Making Estate Planning a Family Affair
Very few people are excited about drawing up their estate plans. The process often involves asking difficult questions and making even harder decisions. But more than that, it requires a person to accept his or her own mortality and face the fact that they are not going to be around forever.
Because of the sensitive nature of estate planning, many people choose to do it in private – if they do it at all. Not only is it important for everyone, no matter how much or how little they own, to have a will, it is equally important that they involve their families in the process.
Why You Need a Will
There is a pervasive belief that estate planning is only for the wealthy. This, however, could not be further from the truth. Most people own some type of property, whether it is a family home or bank account. Without a will, the state gets to decide how to distribute this property at death according to the state’s intestacy laws. These laws generally leave the property to the surviving spouse and/or children.
The problem with state intestacy laws, however, is that they are based on blood relation. They do not take into account the fact that many Americans have non-traditional families. For example, if a person has been married more than once with children and step-children from each marriage, has a civil union, domestic partnership or wishes to leave property to an unrelated person, then the intestacy laws will not carry out their final wishes.
By preparing a basic will, an individual gets to control how their property is distributed. If they want to leave money to charity or create a trust to take care of a pet, they can do that. If they own a family business they want to see carried on rather than broken up, they can do that too with the right estate planning tools.
Getting Your Family Involved
There are many reasons why a person may not want to get their family involved in their estate planning. They may want to avoid an uncomfortable conversation or prevent conflict and sibling rivalry, for example. However, it is usually better to deal with a potentially uncomfortable situation now rather than leave it for the family to sort out (or fight over) after death.
How much involvement a person wants his or her family to have in the process is a personal choice and depends largely on family dynamics. Generally, it is a good idea for an individual to meet privately with an attorney to discuss and develop the estate plan, regardless of how open he or she intends to be with their loved ones. Even if a family member accompanies the individual to the lawyer’s office, it is likely that the attorney will insist on speaking in private without the family member present. This is for good reason – to prevent the appearance of undue influence by a family member and to protect the confidentiality of the discussion between the individual and the attorney.

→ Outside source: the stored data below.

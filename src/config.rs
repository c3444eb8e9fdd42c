//! Configuration of the backend and gateway services.
//!
//! The executables fill these structs from their command line arguments (each of which can
//! also be given through an environment variable). The [`Default`] implementations hold the
//! values used when nothing is specified.
use std::net::SocketAddr;
use std::path::PathBuf;
use std::str::FromStr;
use std::time::Duration;

use reqwest::Url;

use crate::auth::{Role, StaticCredentials};
use crate::dataset::DEFAULT_DATASET_URL;
use crate::rate_limit::RateLimitConfig;
use crate::{NobelError, Result};

/// default listen address of the backend
pub const DEFAULT_BACKEND_ADDRESS: &str = "127.0.0.1:8001";
/// default listen address of the gateway
pub const DEFAULT_GATEWAY_ADDRESS: &str = "127.0.0.1:8000";
/// default location of the data file
pub const DEFAULT_DATA_FILE: &str = "./datos/bd.json";
/// identity the gateway uses when calling the backend
pub const DEFAULT_GATEWAY_IDENTITY: &str = "gateway";
/// secret the gateway uses when calling the backend
pub const DEFAULT_GATEWAY_SECRET: &str = "gateway-secret";

/// An `identity:secret:role` credential entry
#[derive(Debug, Clone, PartialEq, Eq)]
pub struct UserEntry {
    /// the user name
    pub identity: String,
    /// the plaintext secret, hashed when the credential table is built
    pub secret: String,
    /// the role granted
    pub role: Role,
}

impl UserEntry {
    /// creates a new entry
    pub fn new(identity: &str, secret: &str, role: Role) -> Self {
        UserEntry {
            identity: identity.to_string(),
            secret: secret.to_string(),
            role,
        }
    }
}

impl FromStr for UserEntry {
    type Err = NobelError;

    /// parses `identity:secret:role`. The secret may itself contain colons
    fn from_str(s: &str) -> Result<Self> {
        let invalid = || NobelError::Parsing(format!("could not parse {} into identity:secret:role", s));

        let (rest, role) = s.rsplit_once(':').ok_or_else(invalid)?;
        let (identity, secret) = rest.split_once(':').ok_or_else(invalid)?;
        if identity.is_empty() {
            return Err(invalid());
        }
        Ok(UserEntry::new(identity, secret, role.parse()?))
    }
}

/// builds a credential table from a list of entries
pub fn credentials(users: &[UserEntry]) -> StaticCredentials {
    users.iter().fold(StaticCredentials::new(), |creds, user| {
        creds.with_user(user.identity.clone(), &user.secret, user.role)
    })
}

/// Settings of the backend service
#[derive(Debug, Clone)]
pub struct BackendConfig {
    /// the address the backend listens on
    pub addr: SocketAddr,
    /// the JSON file holding the prize collection
    pub data_file: PathBuf,
    /// where the collection is downloaded from when `data_file` does not exist
    pub dataset_url: String,
    /// the callers allowed to modify prizes
    pub users: Vec<UserEntry>,
}

impl Default for BackendConfig {
    fn default() -> Self {
        BackendConfig {
            addr: DEFAULT_BACKEND_ADDRESS
                .parse()
                .expect("default backend address is valid"),
            data_file: PathBuf::from(DEFAULT_DATA_FILE),
            dataset_url: DEFAULT_DATASET_URL.to_string(),
            users: vec![UserEntry::new(
                DEFAULT_GATEWAY_IDENTITY,
                DEFAULT_GATEWAY_SECRET,
                Role::Admin,
            )],
        }
    }
}

impl BackendConfig {
    /// validates the raw option values and builds a config from them.
    ///
    /// An empty `users` list keeps the default users.
    ///
    /// # Errors
    /// returns [`NobelError::Parsing`] if one of the values is invalid
    pub fn build(addr: &str, data_file: &str, dataset_url: &str, users: &[&str]) -> Result<Self> {
        let defaults = BackendConfig::default();
        Ok(BackendConfig {
            addr: parse_addr(addr)?,
            data_file: PathBuf::from(data_file),
            dataset_url: parse_url(dataset_url)?.to_string(),
            users: parse_users(users, defaults.users)?,
        })
    }
}

/// Settings of the gateway service
#[derive(Debug, Clone)]
pub struct GatewayConfig {
    /// the address the gateway listens on
    pub addr: SocketAddr,
    /// base URL of the backend
    pub backend_url: Url,
    /// identity used to call the backend
    pub backend_identity: String,
    /// secret used to call the backend
    pub backend_secret: String,
    /// timeout of a single backend call
    pub backend_timeout: Duration,
    /// per client request quota
    pub rate_limit: RateLimitConfig,
    /// the callers allowed to use the gateway
    pub users: Vec<UserEntry>,
}

impl Default for GatewayConfig {
    fn default() -> Self {
        GatewayConfig {
            addr: DEFAULT_GATEWAY_ADDRESS
                .parse()
                .expect("default gateway address is valid"),
            backend_url: Url::parse(&format!("http://{}", DEFAULT_BACKEND_ADDRESS))
                .expect("default backend url is valid"),
            backend_identity: DEFAULT_GATEWAY_IDENTITY.to_string(),
            backend_secret: DEFAULT_GATEWAY_SECRET.to_string(),
            backend_timeout: Duration::from_secs(10),
            rate_limit: RateLimitConfig::default(),
            users: vec![
                UserEntry::new("admin", "1234", Role::Admin),
                UserEntry::new("reader", "reader", Role::Reader),
            ],
        }
    }
}

impl GatewayConfig {
    /// validates the raw option values and builds a config from them.
    ///
    /// An empty `users` list keeps the default users.
    ///
    /// # Errors
    /// returns [`NobelError::Parsing`] if one of the values is invalid
    #[allow(clippy::too_many_arguments)]
    pub fn build(
        addr: &str,
        backend_url: &str,
        backend_identity: &str,
        backend_secret: &str,
        rate_limit: &str,
        rate_window_ms: &str,
        users: &[&str],
    ) -> Result<Self> {
        let defaults = GatewayConfig::default();
        let max_requests: usize = rate_limit
            .parse()
            .map_err(|_| NobelError::Parsing(format!("could not parse {} into a request count", rate_limit)))?;
        let window_ms: u64 = rate_window_ms
            .parse()
            .map_err(|_| NobelError::Parsing(format!("could not parse {} into milliseconds", rate_window_ms)))?;
        if max_requests == 0 {
            return Err(NobelError::Parsing("the rate limit must allow at least 1 request".to_string()));
        }
        if window_ms == 0 {
            return Err(NobelError::Parsing("the rate limit window must not be 0".to_string()));
        }

        Ok(GatewayConfig {
            addr: parse_addr(addr)?,
            backend_url: parse_url(backend_url)?,
            backend_identity: backend_identity.to_string(),
            backend_secret: backend_secret.to_string(),
            rate_limit: RateLimitConfig::new(max_requests, Duration::from_millis(window_ms)),
            backend_timeout: defaults.backend_timeout,
            users: parse_users(users, defaults.users)?,
        })
    }
}

/// parses an `IP:PORT` socket address
pub fn parse_addr(addr: &str) -> Result<SocketAddr> {
    addr.parse()
        .map_err(|_| NobelError::Parsing(format!("could not parse {} into an IP address and port", addr)))
}

/// parses an `http(s)://` URL
pub fn parse_url(url: &str) -> Result<Url> {
    let parsed = Url::parse(url).map_err(|_| NobelError::Parsing(format!("could not parse {} into a URL", url)))?;
    match parsed.scheme() {
        "http" | "https" => Ok(parsed),
        other => Err(NobelError::Parsing(format!("unsupported URL scheme: {}", other))),
    }
}

fn parse_users(users: &[&str], defaults: Vec<UserEntry>) -> Result<Vec<UserEntry>> {
    if users.is_empty() {
        return Ok(defaults);
    }
    users.iter().map(|u| u.parse()).collect()
}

At a minimum, a person should discuss the contents of his or her estate plan with their spouse, children and anyone else they have decided to leave property to. This will give them an opportunity to explain why they made the decisions they did, which can be of particular importance if they have decided to leave more property to one child over the others.
Likewise, it is important for the individual to explain his or her choice of executor. It is best to choose a trusted advisor to fill this role rather than a family member to prevent jealousy and discord. However, if a family member is selected, then the person should be prepared for objections to the choice.
A decision that may seem unreasonable after an individual’s death when they are not there to explain it may become much more understandable and acceptable after a reasonable conversation with the family. Additionally, this also can help protect against any family members seeking to challenge the contents of the will in an expensive and time-consuming will contest.
Engaging loved ones in the estate planning process does not mean that an individual has to turn over control of the process to them. It is more about having a frank conversation about a person’s final wishes than it is about asking for the family’s input in the decision-making process. However, if a family member raises a legitimate concern or wishes to decline certain property, then an individual can easily can change the terms of the will or other estate planning documents if they so choose.
Choosing the Right Estate Planning Attorney
While the will is considered the foundation of any good estate plan, it may not be the only legal document necessary to carry out an individual’s wishes. An attorney experienced in developing comprehensive estate plans can suggest other estate planning tools that may be necessary based on each person’s specific situation.
For example, the more complex an individual’s family situation and property holdings, then the more likely it is that he or she will need more than just a will. This is particularly true in non-traditional families. With high divorce and remarriage rates, many people have children from more than one marriage. They also may want to leave something to their step-children or grandchildren. A knowledgeable estate planning attorney can help ensure that no one is left out of the estate plan.
Some of the other decisions an estate attorney can help with include:
- Choice of an impartial executor
- Appropriate asset distribution
- Minimizing exposure to estate and other taxes
- Succession plans for family businesses
- Guardianship for young children
- Distribution of property as gifts prior to death
- Use of living (inter vivos) trusts
- Living wills, health care directives and incapacity planning
It is never too soon to begin an estate plan. The plan can be changed over the years to reflect changes in an individual’s family, property and wishes. By discussing the contents of the estate plan with their family and loved ones, individuals can decrease the possibility of fighting and legal challenges to their wills after their deaths.